Она опустилась у него за спиной — совсем тихо, неслышно. Они по-прежнему целовались. Его кудри сияли на солнце. Он все осложнял. А впрочем… Решение, простое, как и все истинное, пришло к Старухе как благословение свыше.
Она ведь могла изменить его, подменить его — прямо тут, в нервном сне затравленной девочки. В ее власти было превратить его из любовника в Оборотня. Превратить счастливое сновиденье в кошмар. Ей нужно было просто окликнуть его. Назвать его имя. Другое, нужное имя.
— Здравствуй, Эрик, — сказала старуха громко.
Они оба повернулись на оклик. Девчонка хотела вскрикнуть, но вместо этого тяжело застонала. И медленно прижалась к нему.
— Эрик, Эрик, — повторила старуха чуть тише. — Эрик, мой мальчик.
Что-то в его глазах изменилось. В нужную сторону. В сторону подконтрольности.
Оставалась девчонка.
— Ты разве не видишь, кого обнимаешь? — спросила старуха у Ники. — Посмотри на него. Ты разве не видишь?
В чужом сне очень важно правильно поставить вопрос. Это как настроить объектив фотоаппарата на резкость. Правильный вопрос, заданный с правильной интонацией, заставляет спящего разглядеть.
— …Ты разве не видишь? Это же Оборотень. Сейчас он тебя задушит.
Девчонка опять застонала. Отодвинулась от него. Разглядела. Медленно, неуклюже попятилась.
Такие медлительные! Потрясающе, насколько же люди медлительны в собственных страшных снах… Как утопленники, бредущие по дну водоема с камнем на шее.
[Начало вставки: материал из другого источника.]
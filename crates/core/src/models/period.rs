use serde::{Deserialize, Serialize};

/// Time window applied to the period-scoped aggregates.
///
/// `Days(n)` keeps entries dated within the last `n × 24h` of the
/// evaluation instant. It is a duration cutoff, not a calendar one.
#[derive(Debug, Clone, Copy, Default, PartialEq, Eq, Hash, Serialize, Deserialize)]
#[serde(rename_all = "lowercase")]
pub enum PeriodSelector {
    /// Every entry, regardless of date
    #[default]
    All,
    /// Entries within the last N days, inclusive
    Days(u32),
}

impl std::fmt::Display for PeriodSelector {
    fn fmt(&self, f: &mut std::fmt::Formatter<'_>) -> std::fmt::Result {
        match self {
            PeriodSelector::All => write!(f, "All"),
            PeriodSelector::Days(n) => write!(f, "{n}d"),
        }
    }
}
Старуха умела быть быстрой.
Она поймала ее в три прыжка. Она повалила ее прямо в волну. Сомкнула руки на ее тонкой шее.
— Позволь, я сам. — Эрик опустился на колени рядом с девчонкой.
В его глазах отражалось нездешнее море…
— Я хочу сам ее задушить.
…синее-синее…
— Ты ведь позволишь мне, Грета?
Старуха пристально на него посмотрела. Потом неторопливо кивнула.
У него было хорошее лицо. Ей понравилось.
Ничего человеческого.
Старуха отходит. Оборотень садится на ее место, сжимает мне горло и внимательно смотрит
Я лежу на спине. Я задерживаю дыхание. Я смотрю через воду. Я могу не дышать какое-то время. Но потом, когда это время пройдет, он по-прежнему останется рядом. Он меня не отпустит, мой ангел. Он меня никогда не отпустит.
Я смотрю ему прямо в глаза. Они синие-синие…
Позади него, там, наверху, кто-то кричит. Это Данилов. Он по-прежнему в рясе. В руках он держит свой бубен.
Он кричит мне:
— Оружие! Мы мирный народ, но нам нужна лишь победа! К оружию, дочь моя!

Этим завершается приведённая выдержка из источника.